Work task
Look through the entries below for the string "values", and copy each line where it is found.

[Records from a data source]
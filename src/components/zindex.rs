//! Z-index component for draw ordering.
//!
//! The [`ZIndex`] component is the sort key of an
//! [`EntityGroup`](crate::engine::group::EntityGroup). Members with lower
//! values are drawn first, so higher values end up on top.

use bevy_ecs::prelude::Component;

/// Draw order key; ascending values are drawn back to front.
#[derive(Component, Clone, Copy, Debug, Default, PartialEq, Eq, PartialOrd, Ord)]
pub struct ZIndex(pub i32);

Answer to this problem
//! values are drawn first, so higher values end up on top.
/// Draw order key; ascending values are drawn back to front.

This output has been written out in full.